Ešref Jašarević

Personal information
- Full name: Ešref Jašarević
- Date of birth: 5 February 1951 (age 74)
- Place of birth: Gradačac, SFR Yugoslavia
- Position(s): Midfielder

Senior career*
- Years: Team / Apps / (Gls)
- 0000–1972: Zvijezda Gradačac
- 1972–1978: Sloboda Tuzla / 172 / (13)
- 1979: Galatasaray / 23 / (9)
- 1979–1982: Napredak Kruševac / 29 / (2)

International career
- 1977: Yugoslavia / 2 / (0)

= Ešref Jašarević =

Bosnian footballer

Ešref Jašarević (born 5 February 1951) is a Bosnian retired footballer.

==Club career==
Born in Gradačac, SR Bosnia-Herzegovina, FPR Yugoslavia, he started playing with local side NK Zvijezda Gradačac, but he would become famous while playing in the Yugoslav First League club FK Sloboda Tuzla where he played a total of 172 first league matches, and scored 13 goals.
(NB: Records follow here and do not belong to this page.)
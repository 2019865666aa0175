//! Hook stages: the five priority bands that order module calls.

use std::fmt;
use std::str::FromStr;

use crate::pipeline::error::PipelineError;

/// Priority band a module is hooked into.
///
/// Declaration order is call order: every `ReallyFirst` module runs before
/// any `First` module, and so on up to `ReallyLast`.
#[derive(Debug, Clone, Copy, PartialEq, Eq, PartialOrd, Ord, Hash, Default)]
pub enum Stage {
    /// Called before anything else.
    ReallyFirst,
    /// Called early.
    First,
    /// For modules that do not care when they run.
    #[default]
    Middle,
    /// Called late.
    Last,
    /// Called after everything else.
    ReallyLast,
}

impl Stage {
    /// Number of stages.
    pub const COUNT: usize = 5;

    /// All stages in dispatch order.
    pub const ALL: [Stage; Stage::COUNT] = [
        Stage::ReallyFirst,
        Stage::First,
        Stage::Middle,
        Stage::Last,
        Stage::ReallyLast,
    ];

    /// Position of this stage in dispatch order.
    pub const fn index(self) -> usize {
        self as usize
    }

    /// Stage for a dispatch-order position, if it exists.
    pub fn from_index(index: usize) -> Option<Stage> {
        Stage::ALL.get(index).copied()
    }

    pub const fn as_str(self) -> &'static str {
        match self {
            Stage::ReallyFirst => "really_first",
            Stage::First => "first",
            Stage::Middle => "middle",
            Stage::Last => "last",
            Stage::ReallyLast => "really_last",
        }
    }
}

impl fmt::Display for Stage {
    fn fmt(&self, f: &mut fmt::Formatter<'_>) -> fmt::Result {
        f.write_str(self.as_str())
    }
}

impl FromStr for Stage {
    type Err = PipelineError;

    /// Accepts names (`really_first`, `REALLY-FIRST`, `Middle`) and ordinals (`0`..`4`).
    fn from_str(s: &str) -> Result<Self, Self::Err> {
        let normalized = s.trim().to_ascii_lowercase().replace('-', "_");
        if let Ok(index) = normalized.parse::<usize>() {
            return Stage::from_index(index).ok_or_else(|| PipelineError::InvalidStage(s.to_string()));
        }
        Stage::ALL
            .into_iter()
            .find(|stage| stage.as_str() == normalized)
            .ok_or_else(|| PipelineError::InvalidStage(s.to_string()))
    }
}

impl TryFrom<&str> for Stage {
    type Error = PipelineError;

    fn try_from(value: &str) -> Result<Self, Self::Error> {
        value.parse()
    }
}

impl TryFrom<usize> for Stage {
    type Error = PipelineError;

    fn try_from(value: usize) -> Result<Self, Self::Error> {
        Stage::from_index(value).ok_or_else(|| PipelineError::InvalidStage(value.to_string()))
    }
}

impl TryFrom<u8> for Stage {
    type Error = PipelineError;

    fn try_from(value: u8) -> Result<Self, Self::Error> {
        Stage::try_from(usize::from(value))
    }
}

impl TryFrom<i32> for Stage {
    type Error = PipelineError;

    fn try_from(value: i32) -> Result<Self, Self::Error> {
        usize::try_from(value)
            .ok()
            .and_then(Stage::from_index)
            .ok_or_else(|| PipelineError::InvalidStage(value.to_string()))
    }
}

#[cfg(test)]
mod tests {
    use super::*;

    #[test]
    fn order_matches_declaration() {
        assert!(Stage::ReallyFirst < Stage::First);
        assert!(Stage::First < Stage::Middle);
        assert!(Stage::Middle < Stage::Last);
        assert!(Stage::Last < Stage::ReallyLast);

        for (i, stage) in Stage::ALL.iter().enumerate() {
            assert_eq!(stage.index(), i);
        }
    }

    #[test]
    fn default_is_middle() {
        assert_eq!(Stage::default(), Stage::Middle);
    }

    #[test]
    fn parse_names() {
        assert_eq!("really_first".parse::<Stage>().unwrap(), Stage::ReallyFirst);
        assert_eq!("REALLY-LAST".parse::<Stage>().unwrap(), Stage::ReallyLast);
        assert_eq!(" Middle ".parse::<Stage>().unwrap(), Stage::Middle);
        assert_eq!("3".parse::<Stage>().unwrap(), Stage::Last);
        assert!("sometime".parse::<Stage>().is_err());
        assert!("99".parse::<Stage>().is_err());
    }

    #[test]
    fn ordinals_out_of_range_are_rejected() {
        assert_eq!(Stage::try_from(1u8).unwrap(), Stage::First);
        assert_eq!(Stage::try_from(4i32).unwrap(), Stage::ReallyLast);
        assert!(matches!(Stage::try_from(5u8), Err(PipelineError::InvalidStage(_))));
        assert!(matches!(Stage::try_from(99i32), Err(PipelineError::InvalidStage(_))));
        assert!(matches!(Stage::try_from(-1i32), Err(PipelineError::InvalidStage(_))));
    }

    #[test]
    fn display_round_trips_through_parse() {
        for stage in Stage::ALL {
            assert_eq!(stage.to_string().parse::<Stage>().unwrap(), stage);
        }
    }
}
In 1979, he spent half a season in Turkey with Galatasaray SK, before returning to Yugoslav First League, this time, to FK Napredak Kruševac where he played until 1982.

==International career==
In 1977, he played two matches for the Yugoslavia national football team. His debut was on 30 January, in Bogota, against Colombia (a 1–0 win), and the other match was played on 1 February, in León, against Mexico (a 5–1 win).

After retiring, he became a sports director of NK Zvijezda Gradačac.